> [Records from a data collection]:
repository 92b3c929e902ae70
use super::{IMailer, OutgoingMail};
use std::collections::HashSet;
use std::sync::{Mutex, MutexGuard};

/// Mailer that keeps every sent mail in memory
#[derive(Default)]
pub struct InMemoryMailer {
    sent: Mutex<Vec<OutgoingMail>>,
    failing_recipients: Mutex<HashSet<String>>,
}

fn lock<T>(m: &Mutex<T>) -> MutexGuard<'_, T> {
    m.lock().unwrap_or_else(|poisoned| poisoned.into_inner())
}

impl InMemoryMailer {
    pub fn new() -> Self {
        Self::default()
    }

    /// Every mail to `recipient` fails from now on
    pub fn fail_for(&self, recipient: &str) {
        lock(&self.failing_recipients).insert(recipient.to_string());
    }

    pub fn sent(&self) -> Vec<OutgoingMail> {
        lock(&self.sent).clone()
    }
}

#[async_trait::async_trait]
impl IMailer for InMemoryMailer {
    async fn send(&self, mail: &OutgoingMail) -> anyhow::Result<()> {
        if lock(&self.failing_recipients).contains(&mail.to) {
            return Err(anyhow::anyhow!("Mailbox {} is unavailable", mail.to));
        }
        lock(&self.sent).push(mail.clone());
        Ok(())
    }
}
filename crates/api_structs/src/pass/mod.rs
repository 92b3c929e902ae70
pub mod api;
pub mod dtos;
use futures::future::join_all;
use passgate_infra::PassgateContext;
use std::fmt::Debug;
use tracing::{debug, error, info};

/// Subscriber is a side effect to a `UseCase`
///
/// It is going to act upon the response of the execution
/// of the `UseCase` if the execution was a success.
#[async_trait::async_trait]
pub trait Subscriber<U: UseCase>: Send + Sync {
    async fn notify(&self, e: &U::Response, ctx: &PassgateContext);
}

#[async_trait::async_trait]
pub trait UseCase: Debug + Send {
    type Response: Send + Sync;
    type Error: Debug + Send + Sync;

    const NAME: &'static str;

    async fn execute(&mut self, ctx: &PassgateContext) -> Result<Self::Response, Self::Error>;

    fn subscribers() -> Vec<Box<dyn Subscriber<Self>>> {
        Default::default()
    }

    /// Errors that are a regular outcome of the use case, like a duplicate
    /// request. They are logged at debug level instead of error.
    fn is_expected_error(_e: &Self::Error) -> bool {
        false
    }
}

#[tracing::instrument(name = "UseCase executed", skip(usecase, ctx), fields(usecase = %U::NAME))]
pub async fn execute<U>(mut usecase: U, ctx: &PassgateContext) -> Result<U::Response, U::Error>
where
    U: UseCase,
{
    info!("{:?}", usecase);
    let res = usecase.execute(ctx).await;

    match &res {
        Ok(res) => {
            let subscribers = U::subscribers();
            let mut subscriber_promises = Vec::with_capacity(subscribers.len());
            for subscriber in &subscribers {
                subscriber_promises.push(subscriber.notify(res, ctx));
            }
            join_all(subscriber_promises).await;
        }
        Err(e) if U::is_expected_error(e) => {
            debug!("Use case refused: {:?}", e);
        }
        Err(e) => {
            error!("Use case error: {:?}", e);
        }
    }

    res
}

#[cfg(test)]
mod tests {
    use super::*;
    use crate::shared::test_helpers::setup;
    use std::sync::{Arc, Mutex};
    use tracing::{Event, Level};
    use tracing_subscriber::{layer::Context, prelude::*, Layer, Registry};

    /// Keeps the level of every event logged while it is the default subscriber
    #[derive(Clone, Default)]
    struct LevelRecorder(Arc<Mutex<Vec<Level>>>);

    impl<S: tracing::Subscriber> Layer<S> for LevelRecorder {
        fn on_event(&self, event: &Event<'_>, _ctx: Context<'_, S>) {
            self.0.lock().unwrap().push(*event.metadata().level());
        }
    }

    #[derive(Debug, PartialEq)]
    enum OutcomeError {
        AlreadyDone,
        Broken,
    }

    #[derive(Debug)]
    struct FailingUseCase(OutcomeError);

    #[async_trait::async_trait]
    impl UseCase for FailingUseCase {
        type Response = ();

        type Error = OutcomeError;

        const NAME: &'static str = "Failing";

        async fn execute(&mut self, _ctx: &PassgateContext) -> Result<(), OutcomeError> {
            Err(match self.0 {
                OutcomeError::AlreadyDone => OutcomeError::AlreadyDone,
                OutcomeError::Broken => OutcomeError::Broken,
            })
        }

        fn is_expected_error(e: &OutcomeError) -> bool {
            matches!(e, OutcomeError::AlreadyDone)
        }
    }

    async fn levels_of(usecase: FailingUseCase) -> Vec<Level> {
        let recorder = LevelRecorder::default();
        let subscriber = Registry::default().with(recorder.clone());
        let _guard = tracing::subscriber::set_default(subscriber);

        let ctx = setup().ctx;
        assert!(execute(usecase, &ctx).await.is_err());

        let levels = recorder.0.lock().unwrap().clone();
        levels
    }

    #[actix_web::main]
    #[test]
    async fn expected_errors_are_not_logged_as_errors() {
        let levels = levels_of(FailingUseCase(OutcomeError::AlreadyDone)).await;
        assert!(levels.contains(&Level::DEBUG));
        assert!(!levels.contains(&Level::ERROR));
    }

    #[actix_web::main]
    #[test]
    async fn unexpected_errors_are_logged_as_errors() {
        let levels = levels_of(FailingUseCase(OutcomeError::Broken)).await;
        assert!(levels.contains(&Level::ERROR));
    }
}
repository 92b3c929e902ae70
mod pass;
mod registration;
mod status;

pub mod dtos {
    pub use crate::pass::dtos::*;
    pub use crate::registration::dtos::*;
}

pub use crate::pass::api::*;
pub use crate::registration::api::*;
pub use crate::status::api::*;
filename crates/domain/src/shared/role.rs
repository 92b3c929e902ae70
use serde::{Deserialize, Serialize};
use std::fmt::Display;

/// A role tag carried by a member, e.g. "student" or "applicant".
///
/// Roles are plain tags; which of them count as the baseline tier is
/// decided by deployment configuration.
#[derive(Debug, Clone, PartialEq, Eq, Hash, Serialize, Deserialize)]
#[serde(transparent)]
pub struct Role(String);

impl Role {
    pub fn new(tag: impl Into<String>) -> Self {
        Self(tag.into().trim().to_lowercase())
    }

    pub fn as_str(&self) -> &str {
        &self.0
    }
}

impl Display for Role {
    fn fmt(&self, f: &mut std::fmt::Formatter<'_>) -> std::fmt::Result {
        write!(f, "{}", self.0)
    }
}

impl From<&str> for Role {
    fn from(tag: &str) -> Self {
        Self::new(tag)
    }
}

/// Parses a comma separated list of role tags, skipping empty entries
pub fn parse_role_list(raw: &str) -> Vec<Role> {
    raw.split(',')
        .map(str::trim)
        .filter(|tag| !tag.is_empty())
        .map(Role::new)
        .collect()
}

> [WHAT NEEDS TO BE DONE]: Looking through the records, copy out every line in which the word "bool" is found.

> [EXERCISE SOLUTION]:
    fn is_expected_error(_e: &Self::Error) -> bool {
        fn is_expected_error(e: &OutcomeError) -> bool {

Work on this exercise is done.